Japan Behind the News
Repelling the Swine Flu Invasion: A New Mission for Japan’s Self-Defense Forces?
Cultural News 2009 June

By Motoaki Kamiura, Military Analyst
Translated by Alan Gleason
The swine flu virus that originated in Mexico is now spreading around the globe. In Japan, island nation that it is, there has always been a tendency to view calamity as something that arrives from “across the ocean.” True to form, the Japanese have instituted the world’s most draconian quarantine practices at their international airports and harbors.
At Narita International Airport outside Tokyo, even the Self-Defense Forces have been enlisted in the effort to prevent the virus from entering the country. Indeed, this is the first time that SDF personnel have ever engaged in disease control operations.

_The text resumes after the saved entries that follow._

#[cfg(test)]
mod tests {
    use super::*;
    use axum::body::Body;
    use axum::http::{Request, StatusCode};
    use axum::response::Response;
    use tower::ServiceExt;

    use crate::models::enums::DocumentStatus;
    use crate::store::SqliteDocumentStore;
    use crate::test_support::input;

    const TOKEN: &str = "test-admin-token";

    fn test_store() -> Arc<SqliteDocumentStore> {
        Arc::new(SqliteDocumentStore::open_in_memory().unwrap())
    }

    fn app(store: Arc<SqliteDocumentStore>) -> Router {
        register_router(store, AdminAuth::new(TOKEN))
    }

    fn make_request(method: &str, uri: &str, token: Option<&str>, body: Option<&str>) -> Request<Body> {
        let mut builder = Request::builder().method(method).uri(uri);
        if let Some(t) = token {
            builder = builder.header("Authorization", format!("Bearer {t}"));
        }
        match body {
            Some(json) => builder
                .header("Content-Type", "application/json")
                .body(Body::from(json.to_string()))
                .unwrap(),
            None => builder.body(Body::empty()).unwrap(),
        }
    }

    async fn body_json(response: Response) -> serde_json::Value {
        let body = axum::body::to_bytes(response.into_body(), 1 << 20)
            .await
            .unwrap();
        serde_json::from_slice(&body).unwrap()
    }

    fn payload(register_number: &str, sender: &str) -> String {
        serde_json::to_string(&input(register_number, sender, DocumentStatus::Received)).unwrap()
    }

    #[tokio::test]
    async fn health_check_is_public() {
        let response = app(test_store())
            .oneshot(make_request("GET", "/health-check", None, None))
            .await
            .unwrap();
        assert_eq!(response.status(), StatusCode::OK);
        let json = body_json(response).await;
        assert_eq!(json["status"], "ok");
        assert!(json["timestamp"].is_string());
    }

    #[tokio::test]
    async fn admin_routes_require_token() {
        for (method, uri) in [
            ("GET", "/api/dashboard"),
            ("GET", "/api/documents"),
            ("POST", "/api/documents"),
            ("GET", "/api/documents/options"),
            ("DELETE", "/api/documents/00000000-0000-0000-0000-000000000000"),
        ] {
            let response = app(test_store())
                .oneshot(make_request(method, uri, None, None))
                .await
                .unwrap();
            assert_eq!(response.status(), StatusCode::UNAUTHORIZED, "{method} {uri}");
            let json = body_json(response).await;
            assert_eq!(json["error"]["code"], "AUTH_REQUIRED");
        }
    }

    #[tokio::test]
    async fn wrong_token_is_rejected_before_store_access() {
        let store = test_store();
        let response = app(store.clone())
            .oneshot(make_request(
                "POST",
                "/api/documents",
                Some("wrong-token"),
                Some(&payload("DOC-1", "John Doe")),
            ))
            .await
            .unwrap();
        assert_eq!(response.status(), StatusCode::UNAUTHORIZED);
        assert_eq!(store.count().unwrap(), 0);
    }

    #[tokio::test]
    async fn admin_responses_are_not_cached() {
        let response = app(test_store())
            .oneshot(make_request("GET", "/api/dashboard", Some(TOKEN), None))
            .await
            .unwrap();
        assert_eq!(response.status(), StatusCode::OK);
        assert_eq!(response.headers().get("Cache-Control").unwrap(), "no-store");
    }

    #[tokio::test]
    async fn create_returns_201_with_document() {
        let store = test_store();
        let response = app(store.clone())
            .oneshot(make_request(
                "POST",
                "/api/documents",
                Some(TOKEN),
                Some(&payload("DOC-2024-0001", "John Doe")),
            ))
            .await
            .unwrap();
        assert_eq!(response.status(), StatusCode::CREATED);
        let json = body_json(response).await;
        assert_eq!(json["message"], "Document created successfully.");
        assert_eq!(json["document"]["register_number"], "DOC-2024-0001");
        assert_eq!(json["document"]["status"], "Diterima");
        assert_eq!(store.count().unwrap(), 1);
    }

    #[tokio::test]
    async fn invalid_create_returns_422_with_field_messages() {
        let store = test_store();
        let mut bad = input("DOC-1", "John Doe", DocumentStatus::Received);
        bad.status = Some("Unknown".into());
        bad.sender_name = None;
        let response = app(store.clone())
            .oneshot(make_request(
                "POST",
                "/api/documents",
                Some(TOKEN),
                Some(&serde_json::to_string(&bad).unwrap()),
            ))
            .await
            .unwrap();
        assert_eq!(response.status(), StatusCode::UNPROCESSABLE_ENTITY);
        let json = body_json(response).await;
        assert_eq!(json["error"]["code"], "VALIDATION_FAILED");
        assert_eq!(json["error"]["fields"]["status"], "Please select a valid status.");
        assert_eq!(json["error"]["fields"]["sender_name"], "Sender Name is required.");
        assert_eq!(store.count().unwrap(), 0);
    }

    #[tokio::test]
    async fn malformed_json_returns_400() {
        let response = app(test_store())
            .oneshot(make_request("POST", "/api/documents", Some(TOKEN), Some("{not json")))
            .await
            .unwrap();
        assert_eq!(response.status(), StatusCode::BAD_REQUEST);
    }

    #[tokio::test]
    async fn malformed_id_returns_400() {
        let response = app(test_store())
            .oneshot(make_request("GET", "/api/documents/not-a-uuid", Some(TOKEN), None))
            .await
            .unwrap();
        assert_eq!(response.status(), StatusCode::BAD_REQUEST);
    }

    #[tokio::test]
    async fn unknown_id_returns_404() {
        let id = uuid::Uuid::new_v4();
        for method in ["GET", "DELETE"] {
            let response = app(test_store())
                .oneshot(make_request(method, &format!("/api/documents/{id}"), Some(TOKEN), None))
                .await
                .unwrap();
            assert_eq!(response.status(), StatusCode::NOT_FOUND);
            let json = body_json(response).await;
            assert_eq!(json["error"]["code"], "NOT_FOUND");
        }
    }

    #[tokio::test]
    async fn show_update_and_delete_flow() {
        let store = test_store();
        let doc = store
            .create(&input("DOC-2024-0001", "John Doe", DocumentStatus::Received))
            .unwrap();
        let uri = format!("/api/documents/{}", doc.id);

        let response = app(store.clone())
            .oneshot(make_request("GET", &uri, Some(TOKEN), None))
            .await
            .unwrap();
        assert_eq!(response.status(), StatusCode::OK);
        assert_eq!(body_json(response).await["id"], doc.id.to_string());

        let update = serde_json::to_string(&input(
            "DOC-2024-0001",
            "John Doe",
            DocumentStatus::Completed,
        ))
        .unwrap();
        let response = app(store.clone())
            .oneshot(make_request("PATCH", &uri, Some(TOKEN), Some(&update)))
            .await
            .unwrap();
        assert_eq!(response.status(), StatusCode::OK);
        let json = body_json(response).await;
        assert_eq!(json["message"], "Document updated successfully.");
        assert_eq!(json["document"]["status"], "Selesai");

        let response = app(store.clone())
            .oneshot(make_request("DELETE", &uri, Some(TOKEN), None))
            .await
            .unwrap();
        assert_eq!(response.status(), StatusCode::OK);
        let json = body_json(response).await;
        assert_eq!(json["message"], "Document deleted successfully.");
        assert!(json.get("document").is_none());
        assert_eq!(store.count().unwrap(), 0);
    }

    #[tokio::test]
    async fn duplicate_register_number_on_update_returns_422() {
        let store = test_store();
        store
            .create(&input("DOC-A", "Alice", DocumentStatus::Received))
            .unwrap();
        let b = store
            .create(&input("DOC-B", "Bob", DocumentStatus::Received))
            .unwrap();
        let response = app(store.clone())
            .oneshot(make_request(
                "PUT",
                &format!("/api/documents/{}", b.id),
                Some(TOKEN),
                Some(&payload("DOC-A", "Bob")),
            ))
            .await
            .unwrap();
        assert_eq!(response.status(), StatusCode::UNPROCESSABLE_ENTITY);
        let json = body_json(response).await;
        assert_eq!(
            json["error"]["fields"]["register_number"],
            "This register number already exists."
        );
        assert_eq!(store.get(&b.id).unwrap().register_number, "DOC-B");
    }

    #[tokio::test]
    async fn index_searches_and_paginates() {
        let store = test_store();
        for i in 0..20 {
            store
                .create(&input(&format!("DOC-{i:02}"), "Jane Doe", DocumentStatus::Received))
                .unwrap();
        }
        store
            .create(&input("DOC-X", "Someone Else", DocumentStatus::Received))
            .unwrap();

        let response = app(store)
            .oneshot(make_request(
                "GET",
                "/api/documents?search=doe&page=2",
                Some(TOKEN),
                None,
            ))
            .await
            .unwrap();
        assert_eq!(response.status(), StatusCode::OK);
        let json = body_json(response).await;
        assert_eq!(json["total"], 20);
        assert_eq!(json["current_page"], 2);
        assert_eq!(json["last_page"], 2);
        assert_eq!(json["per_page"], 15);
        assert_eq!(json["search"], "doe");
        assert_eq!(json["data"].as_array().unwrap().len(), 5);
    }

    #[tokio::test]
    async fn options_lists_statuses_and_departments() {
        let response = app(test_store())
            .oneshot(make_request("GET", "/api/documents/options", Some(TOKEN), None))
            .await
            .unwrap();
        assert_eq!(response.status(), StatusCode::OK);
        let json = body_json(response).await;
        assert_eq!(
            json["statuses"],
            serde_json::json!(["Diterima", "Diproses", "Selesai", "Ditolak"])
        );
        assert_eq!(json["departments"].as_array().unwrap().len(), 4);
    }

    #[tokio::test]
    async fn dashboard_reports_counts() {
        let store = test_store();
        store
            .create(&input("DOC-1", "A", DocumentStatus::InProgress))
            .unwrap();
        store
            .create(&input("DOC-2", "B", DocumentStatus::Completed))
            .unwrap();
        store
            .create(&input("DOC-3", "C", DocumentStatus::Rejected))
            .unwrap();

        let response = app(store)
            .oneshot(make_request("GET", "/api/dashboard", Some(TOKEN), None))
            .await
            .unwrap();
        let json = body_json(response).await;
        assert_eq!(json["stats"]["total_documents"], 3);
        assert_eq!(json["stats"]["in_progress"], 1);
        assert_eq!(json["stats"]["completed"], 1);
        assert_eq!(json["recent_documents"][0]["register_number"], "DOC-3");
    }

    #[tokio::test]
    async fn tracking_is_public_and_exact() {
        let store = test_store();
        store
            .create(&input("DOC-2024-0001", "John Doe", DocumentStatus::InProgress))
            .unwrap();

        let response = app(store.clone())
            .oneshot(make_request(
                "POST",
                "/api/track",
                None,
                Some(r#"{"register_number":"  DOC-2024-0001 "}"#),
            ))
            .await
            .unwrap();
        assert_eq!(response.status(), StatusCode::OK);
        let json = body_json(response).await;
        assert_eq!(json["searched"], true);
        assert_eq!(json["search_query"], "DOC-2024-0001");
        assert_eq!(json["document"]["status"], "Diproses");

        let response = app(store)
            .oneshot(make_request(
                "GET",
                "/api/track?register_number=DOC-2024",
                None,
                None,
            ))
            .await
            .unwrap();
        let json = body_json(response).await;
        assert_eq!(json["searched"], true);
        assert!(json["document"].is_null());
    }

    #[tokio::test]
    async fn tracking_without_query_is_blank_form() {
        let response = app(test_store())
            .oneshot(make_request("GET", "/api/track", None, None))
            .await
            .unwrap();
        assert_eq!(response.status(), StatusCode::OK);
        let json = body_json(response).await;
        assert_eq!(json["searched"], false);
        assert!(json["document"].is_null());
    }

    #[tokio::test]
    async fn blank_tracking_number_is_validation_error() {
        let response = app(test_store())
            .oneshot(make_request(
                "POST",
                "/api/track",
                None,
                Some(r#"{"register_number":"   "}"#),
            ))
            .await
            .unwrap();
        assert_eq!(response.status(), StatusCode::UNPROCESSABLE_ENTITY);
        let json = body_json(response).await;
        assert!(json["error"]["fields"]["register_number"].is_string());
    }

    #[tokio::test]
    async fn not_found_for_unknown_route() {
        let response = app(test_store())
            .oneshot(make_request("GET", "/api/nonexistent", None, None))
            .await
            .unwrap();
        assert_eq!(response.status(), StatusCode::NOT_FOUND);
    }
}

In response to a request from the Ministry of Health, Labor and Welfare to make up for a shortfall of quarantine officers at Narita, the Defense Ministry dispatched ten doctors and twenty nurses from the Ground Self-Defense Force (GSDF) and the National Defense Medical College to the airport. All were specialists trained in infectious diseases and epidemiology. As of mid-May, SDF health officers had also been deployed at Kansai and Chubu International Airports.

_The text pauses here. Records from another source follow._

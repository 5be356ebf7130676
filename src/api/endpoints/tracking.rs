//! Public tracking lookup by register number.

use axum::extract::rejection::{JsonRejection, QueryRejection};
use axum::extract::{Query, State};
use axum::Json;

use crate::api::error::ApiError;
use crate::api::types::ApiContext;
use crate::query::{track_document, TrackingRequest, TrackingResult};

/// `GET /api/track?register_number=`. Without a query parameter this
/// returns the blank form state (`searched = false`).
pub async fn show(
    State(ctx): State<ApiContext>,
    query: Result<Query<TrackingRequest>, QueryRejection>,
) -> Result<Json<TrackingResult>, ApiError> {
    let Query(request) = query?;
    if request.register_number.is_none() {
        return Ok(Json(TrackingResult {
            search_query: String::new(),
            document: None,
            searched: false,
        }));
    }
    Ok(Json(track_document(ctx.store.as_ref(), &request)?))
}

/// `POST /api/track` with `{"register_number": "..."}`.
pub async fn search(
    State(ctx): State<ApiContext>,
    body: Result<Json<TrackingRequest>, JsonRejection>,
) -> Result<Json<TrackingResult>, ApiError> {
    let Json(request) = body?;
    Ok(Json(track_document(ctx.store.as_ref(), &request)?))
}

Why is this a first-time event for the SDF? Actually, the use of military personnel for quarantine purposes defies a long-standing taboo against the engagement of the SDF in activities associated with disease control. There are historical reasons for this taboo.
During Japan’s occupation of China, which ended in 1945, the elite Kwantung Army’s notorious Unit 731 (under the aegis of the army’s Epidemic Prevention and Water Purification Department) conducted countless medical experiments on Chinese citizens and intentionally infected thousands with typhoid, plague and other diseases.
Because of this infamous legacy, the postwar SDF’s medical corps has limited its public activities to innocuous tasks like emergency rescues and treatment of the injured and the ill. Meanwhile it has scrupulously avoided publicizing the fact that it also has the capacity to deal with biological and chemical warfare.
The taboo against responding to chemical warfare ended with the sarin gas attacks on Tokyo subways by the Aum Shinrikyo cult in 1995. Now, the government’s unprecedented mobilization against the swine flu invasion has eliminated the remaining taboo against military involvement in operations to combat bacteriological agents.
At least, that is what people connected to the SDF believe. It appears that they have finally exorcised the inconvenient ghosts of Unit 731.
Motoaki Kamiura is a Tokyo-based military analyst. He appears frequently on national television programs.
Alan Gleason is an editor, writer, and Japanese-English translator. He lives in Tokyo.